Era como si siempre viviera en un segundo plano, como si, por mucho que Calista y yo estuviéramos juntos, nunca llegara a ser parte de esa dinámica tan jodidamente co-dependiente que tenían.
Sin embargo, con cada nuevo paso en nuestra relación, por fin encontré mi sitio al lado de las tres. O eso pensé hasta hace unas semanas, cuando Cali empezó a actuar de manera extraña y por consiguiente deje de ver a las otras dos.
No supe cómo interpretar su comportamiento. Estaba más distante, distraída, y cuando finalmente me enfrentó con esa conversación sobre hacía donde íbamos, me tomó por sorpresa. Literalmente encuerado. ¿Qué se suponía que debía decir? No era que no quisiera tener un matrimonio y una familia propia algún día, pero no estaba seguro de estar listo para algo así. La vi tan insegura, tan ansiosa por saber si yo estaba en el mismo punto, que me hizo sentir como si estuviera decepcionándola por no ser ese tipo de hombre. Uno que, al escuchar la palabra “boda e hijos”, saltaría de alegría, correría a comprar pañaleros y planificaría el futuro en segundos.
Me gustaba Cali, la amaba incluso, pero ¿estábamos listos para eso? ¿Estaba yo listo para eso? Intenté explicarle que no lo estaba, que necesitaba tiempo, que no quería apresurarme a algo tan importante, pero no estaba seguro de si había entendido. A partir de esa conversación, algo cambió entre nosotros. Ella no tomaba mis llamadas, y yo, acabe más confundido que un pollo sin cabeza.
El trabajo en la oficina tampoco ayudaba a despejarme. Las reuniones se alargaban y los números en las pantallas se me mezclaban hasta el punto en que ni siquiera podía concentrarme. Mis colegas notaron el cambio, pero no hicieron preguntas. Mi jefe, un tipo mayor con aires paternos y muy exigente, me llamó a su oficina un jueves por la tarde.
—Muchacho, sé que eres bueno en lo que haces, pero necesito que vuelvas a concentrarte. —Me lanzó una mirada muy dura por encima de sus gafas—. No puedes permitirte errores ahora, no cuando estamos a punto de cerrar el contrato con Valde Inc.
Asentí, apretando la mandíbula. Tenía razón, y lo sabía.
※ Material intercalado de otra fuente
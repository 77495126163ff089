//! Resource - Representing attribute values and resource state

use std::collections::HashMap;

use serde::{Deserialize, Serialize};

/// Attribute name of the injected region attribute
pub const ATTR_REGION: &str = "region";
/// Attribute name of the account identifier
pub const ATTR_ACCOUNT_ID: &str = "account_id";
/// Attribute name of the user-configured tags
pub const ATTR_TAGS: &str = "tags";
/// Attribute name of the effective tags (defaults merged with configured)
pub const ATTR_TAGS_ALL: &str = "tags_all";

/// Unique identifier for a resource instance
#[derive(Debug, Clone, PartialEq, Eq, Hash, Serialize, Deserialize)]
pub struct ResourceId {
    /// Resource type (e.g., "aws_s3_bucket")
    pub resource_type: String,
    /// Resource name (the instance name in configuration)
    pub name: String,
}

impl ResourceId {
    pub fn new(resource_type: impl Into<String>, name: impl Into<String>) -> Self {
        Self {
            resource_type: resource_type.into(),
            name: name.into(),
        }
    }
}

/// Attribute value of a resource
#[derive(Debug, Clone, PartialEq, Serialize, Deserialize)]
#[serde(untagged)]
pub enum Value {
    /// Explicitly absent
    Null,
    String(String),
    Int(i64),
    Bool(bool),
    List(Vec<Value>),
    Map(HashMap<String, Value>),
    /// Not yet known at plan time
    #[serde(skip)]
    Unknown,
}

impl Value {
    pub fn string(s: impl Into<String>) -> Self {
        Value::String(s.into())
    }

    /// Build a map of string values
    pub fn string_map<K, V, I>(entries: I) -> Self
    where
        K: Into<String>,
        V: Into<String>,
        I: IntoIterator<Item = (K, V)>,
    {
        Value::Map(
            entries
                .into_iter()
                .map(|(k, v)| (k.into(), Value::String(v.into())))
                .collect(),
        )
    }

    pub fn as_str(&self) -> Option<&str> {
        match self {
            Value::String(s) => Some(s.as_str()),
            _ => None,
        }
    }

    pub fn is_unknown(&self) -> bool {
        matches!(self, Value::Unknown)
    }

    pub fn is_null(&self) -> bool {
        matches!(self, Value::Null)
    }

    /// Name of the value's kind, for error messages
    pub fn type_name(&self) -> &'static str {
        match self {
            Value::Null => "null",
            Value::String(_) => "string",
            Value::Int(_) => "int",
            Value::Bool(_) => "bool",
            Value::List(_) => "list",
            Value::Map(_) => "map",
            Value::Unknown => "unknown",
        }
    }
}

/// Resource state as written into a response
///
/// Attributes that were never written are absent, which is distinct from
/// an attribute explicitly set to `Value::Null`.
#[derive(Debug, Clone, Default, PartialEq, Serialize, Deserialize)]
pub struct State {
    pub attributes: HashMap<String, Value>,
}

impl State {
    pub fn new() -> Self {
        Self::default()
    }

    pub fn with_attribute(mut self, key: impl Into<String>, value: Value) -> Self {
        self.attributes.insert(key.into(), value);
        self
    }

    pub fn get(&self, key: &str) -> Option<&Value> {
        self.attributes.get(key)
    }

    /// Get a string attribute, treating empty strings as absent
    pub fn get_string(&self, key: &str) -> Option<&str> {
        self.attributes
            .get(key)
            .and_then(Value::as_str)
            .filter(|s| !s.is_empty())
    }

    pub fn set(&mut self, key: impl Into<String>, value: Value) {
        self.attributes.insert(key.into(), value);
    }

    pub fn set_string(&mut self, key: impl Into<String>, value: impl Into<String>) {
        self.attributes.insert(key.into(), Value::String(value.into()));
    }

    /// Region already fixed in this state, if any
    pub fn region(&self) -> Option<&str> {
        self.get_string(ATTR_REGION)
    }

    pub fn is_empty(&self) -> bool {
        self.attributes.is_empty()
    }
}
impl ResourceHandler {
    pub fn new(
        registration: Arc<ResourceRegistration>,
        config: Arc<ProviderConfig>,
        remote: Arc<dyn RemoteApi>,
    ) -> Self {
        let mut interceptors = Interceptors::new();
        if registration.tagged {
            interceptors.push(TagsInterceptor::new(
                config.clone(),
                registration.system_tags(),
            ));
        }

        Self {
            registration,
            config,
            context: None,
            remote,
            interceptors,
        }
    }

    pub fn with_context(mut self, context: Arc<dyn ClientContext>) -> Self {
        self.context = Some(context);
        self
    }

    /// Add an interceptor; it runs inside every interceptor added before it
    pub fn with_interceptor(mut self, interceptor: impl Interceptor<ReadCall> + 'static) -> Self {
        self.interceptors.push(interceptor);
        self
    }

    pub fn registration(&self) -> &ResourceRegistration {
        &self.registration
    }

    // =========================================================================
    // Import
    // =========================================================================

    /// Resolve an import request into state and identity
    pub fn import_state(&self, request: &ImportRequest) -> ImportResponse {
        log::debug!("importing {}", self.registration.type_name);
        import_state(&self.registration.identity, request, self.context.as_deref())
    }

    /// Import, then read the imported object
    ///
    /// Unlike a plain read, a missing remote object is an error here.
    pub async fn import_and_read(&self, request: &ImportRequest) -> ImportResponse {
        let mut response = self.import_state(request);
        if !response.is_success() {
            return response;
        }

        match self.read_remote(ReadCall::new(&response.state)).await {
            Ok(read) => {
                response.diagnostics.extend(read.diagnostics);
                if response.diagnostics.has_error() {
                    response.state = State::new();
                    response.identity = None;
                } else if let Some(state) = read.state {
                    response.state = state;
                }
                response
            }
            Err(err) if err.is_not_found() => {
                log::debug!(
                    "import of {} found no remote object: {}",
                    self.registration.type_name,
                    err
                );
                ImportResponse {
                    diagnostics: Diagnostic::error(
                        "Cannot import non-existent remote object",
                        format!(
                            "While attempting to import an existing object to {}, the provider \
                             detected that no object exists with the given id. Only pre-existing \
                             objects can be imported; check that the id is correct and that it \
                             is associated with the provider's configured region or endpoint.",
                            self.registration.type_name
                        ),
                    )
                    .into(),
                    ..ImportResponse::default()
                }
            }
            Err(err) => ImportResponse {
                diagnostics: err.to_diagnostic().into(),
                ..ImportResponse::default()
            },
        }
    }

    // =========================================================================
    // Plan
    // =========================================================================

    /// Fill in computed attributes of a planned state
    pub fn modify_plan(&self, planned: &State) -> PlanResponse {
        let mut response = PlanResponse {
            state: planned.clone(),
            diagnostics: Diagnostics::new(),
        };

        if !self.registration.identity.is_global_resource()
            && planned.region().is_none()
            && let Some(context) = &self.context
        {
            response.state.set_string(ATTR_REGION, context.region());
        }

        if self.registration.tagged {
            let planned_tags =
                TagsValue::from_value(planned.get(ATTR_TAGS)).and_then(|configured| {
                    compute_plan_tags(
                        &configured,
                        &self.config.default_tags,
                        &self.config.ignore_tags,
                    )
                });
            match planned_tags {
                Ok(tags_all) => response.state.set(ATTR_TAGS_ALL, tags_all.to_value()),
                Err(err) => response.diagnostics.report(&err),
            }
        }

        response
    }

    // =========================================================================
    // Read
    // =========================================================================

    /// Refresh a resource from the remote system
    ///
    /// A missing remote object removes the resource from state with a
    /// warning. Other failures keep the prior state. Without the resource
    /// configuration, prior `tags` still carried by the remote object are
    /// kept as configured.
    pub async fn read(&self, prior: &State) -> ReadResponse {
        self.read_call(ReadCall::new(prior)).await
    }

    /// Refresh a resource whose configured tags are known
    pub async fn read_with_config(
        &self,
        prior: &State,
        configured: &KeyValueTags,
    ) -> ReadResponse {
        self.read_call(ReadCall::new(prior).with_configured_tags(configured.clone())).await
    }

    async fn read_call(&self, call: ReadCall) -> ReadResponse {
        let prior = call.state.clone();
        match self.read_remote(call).await {
            Ok(response) => response,
            Err(err) if err.is_not_found() => {
                log::warn!("{}, removing from state", err);
                ReadResponse {
                    state: None,
                    diagnostics: Diagnostic::warning(
                        "Resource not found",
                        format!("{}. The resource will be removed from state.", err),
                    )
                    .into(),
                }
            }
            Err(err) => ReadResponse {
                state: Some(prior),
                diagnostics: err.to_diagnostic().into(),
            },
        }
    }

    async fn read_remote(&self, mut call: ReadCall) -> ProviderResult<ReadResponse> {
        let prior = call.state.clone();
        let mut diagnostics = Diagnostics::new();

        if !self.interceptors.run_before(&mut call, &mut diagnostics) {
            return Ok(ReadResponse {
                state: Some(prior),
                diagnostics,
            });
        }

        let remote = self
            .remote
            .read(&prior)
            .await
            .map_err(|e| self.annotate(e, &prior))?;
        self.apply_remote(&mut call, &prior, remote);

        self.interceptors.run_after(&mut call, &mut diagnostics);
        let state = if diagnostics.has_error() {
            prior
        } else {
            call.state
        };

        Ok(ReadResponse {
            state: Some(state),
            diagnostics,
        })
    }

    fn apply_remote(&self, call: &mut ReadCall, prior: &State, remote: RemoteObject) {
        call.state = remote.state;
        if !self.registration.identity.is_global_resource()
            && call.state.region().is_none()
            && let Some(region) = prior.region()
        {
            call.state.set_string(ATTR_REGION, region);
        }
        if self.registration.tagged {
            call.discovered_tags = Some(remote.tags);
        }
    }

    fn annotate(&self, err: ProviderError, state: &State) -> ProviderError {
        let name = state.get_string("id").unwrap_or_default();
        err.for_resource(ResourceId::new(self.registration.type_name.as_str(), name))
    }
}
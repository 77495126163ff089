//! Provider - Configuration, client context and registered resource types

use std::sync::Arc;

use lodestar_core::provider::ClientContext;

use crate::config::ProviderConfig;
use crate::context::AwsClientContext;
use crate::error::ConfigResult;
use crate::handler::ResourceHandler;
use crate::registry::Registry;
use crate::remote::RemoteApi;

/// A configured provider
pub struct Provider {
    config: Arc<ProviderConfig>,
    registry: Registry,
    context: Option<Arc<dyn ClientContext>>,
}

impl Provider {
    /// Provider without a client context; only ARN imports can resolve
    pub fn new(config: ProviderConfig, registry: Registry) -> Self {
        Self {
            config: Arc::new(config),
            registry,
            context: None,
        }
    }

    /// Merge the environment into `config` and load the AWS client context
    pub async fn configure(config: ProviderConfig, registry: Registry) -> ConfigResult<Self> {
        let config = config.with_process_env();
        let context = AwsClientContext::load(&config).await?;
        Ok(Self::new(config, registry).with_context(Arc::new(context)))
    }

    pub fn with_context(mut self, context: Arc<dyn ClientContext>) -> Self {
        self.context = Some(context);
        self
    }

    pub fn config(&self) -> &ProviderConfig {
        &self.config
    }

    pub fn registry(&self) -> &Registry {
        &self.registry
    }

    /// Handler for `type_name`, reading through `remote`
    pub fn handler(&self, type_name: &str, remote: Arc<dyn RemoteApi>) -> Option<ResourceHandler> {
        let registration = self.registry.get(type_name)?;
        let handler = ResourceHandler::new(registration, self.config.clone(), remote);
        Some(match &self.context {
            Some(context) => handler.with_context(context.clone()),
            None => handler,
        })
    }
}

#[cfg(test)]
mod tests {
    use super::*;
    use async_trait::async_trait;
    use lodestar_core::provider::{ProviderError, ProviderResult, StaticContext};
    use lodestar_core::resource::State;
    use lodestar_identity::{IdentitySpec, ImportRequest};

    use crate::registry::ResourceRegistration;
    use crate::remote::RemoteObject;

    struct Unreachable;

    #[async_trait]
    impl RemoteApi for Unreachable {
        async fn read(&self, _state: &State) -> ProviderResult<RemoteObject> {
            Err(ProviderError::new("unreachable"))
        }
    }

    fn registry() -> Registry {
        Registry::new().with(ResourceRegistration::new(
            "aws_ebs_encryption_by_default",
            "ec2",
            IdentitySpec::regional_singleton().with_duplicate_attribute("id"),
        ))
    }

    #[test]
    fn handler_uses_provider_context() {
        let provider = Provider::new(ProviderConfig::default(), registry())
            .with_context(Arc::new(StaticContext::new("123456789012", "ap-northeast-1")));

        let handler = provider
            .handler("aws_ebs_encryption_by_default", Arc::new(Unreachable))
            .unwrap();
        let response = handler.import_state(&ImportRequest::singleton());

        assert!(response.is_success());
        assert_eq!(response.state.get_string("id"), Some("ap-northeast-1"));
        assert_eq!(response.state.region(), Some("ap-northeast-1"));
    }

    #[test]
    fn singleton_import_without_context_fails() {
        let provider = Provider::new(ProviderConfig::default(), registry());
        let handler = provider
            .handler("aws_ebs_encryption_by_default", Arc::new(Unreachable))
            .unwrap();
        let response = handler.import_state(&ImportRequest::singleton());

        assert!(response.diagnostics.has_error());
        assert!(response.state.is_empty());
    }

    #[test]
    fn unknown_resource_type() {
        let provider = Provider::new(ProviderConfig::default(), registry());
        assert!(provider.handler("aws_vpc", Arc::new(Unreachable)).is_none());
    }
}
Pero mi mente no estaba en números ni en los contratos. Estaba en mis malditos problemas con Calista, y en cómo todo era mi culpa.
Salí de la oficina con un peso que no lograba quitarme de la espalda. Caminar por las calles frías me calmaba un poco, pero no lo suficiente. Tomé el tren de regreso a mi apartamento, observando cómo la ciudad pasaba por la ventana, y supe que tenía que hacer algo. No podía seguir atrapado en esta incertidumbre de estar y no estar con la mujer que quería.
Esa noche, después de correr hasta quedarme sin aliento a lo largo del lago, me senté en el muelle, mirando las luces reflejarse en el agua. Saqué mi teléfono, pensando en llamar a Cali de una vez, pero no lo hice. Para empezar no sabía qué decirle.
¿Cómo le explicas a alguien que amas que tienes miedo? ¿Que no sabes si serás capaz de darle lo que ella necesita? ¿Qué te aterra la idea de ser un mal esposo? ¿Que tienes terror de repetir los errores del mismo hombre que te dió la vida?
Me quedé ahí, con el teléfono en la mano y la cabeza llena de pensamientos que no se detenían. Necesitaba hablar con ella, aclarar las cosas, pero no sabía cómo hacerlo sin comprometer lo que YO quería. Mis manos temblaban para cuando finalmente guardé el teléfono en el bolsillo y me levanté.
Tenía que encontrar la manera de hacer que esto funcionara. No quería perderla, no a ella, pero no podía fingir que estaba listo para algo que me asustaba tanto.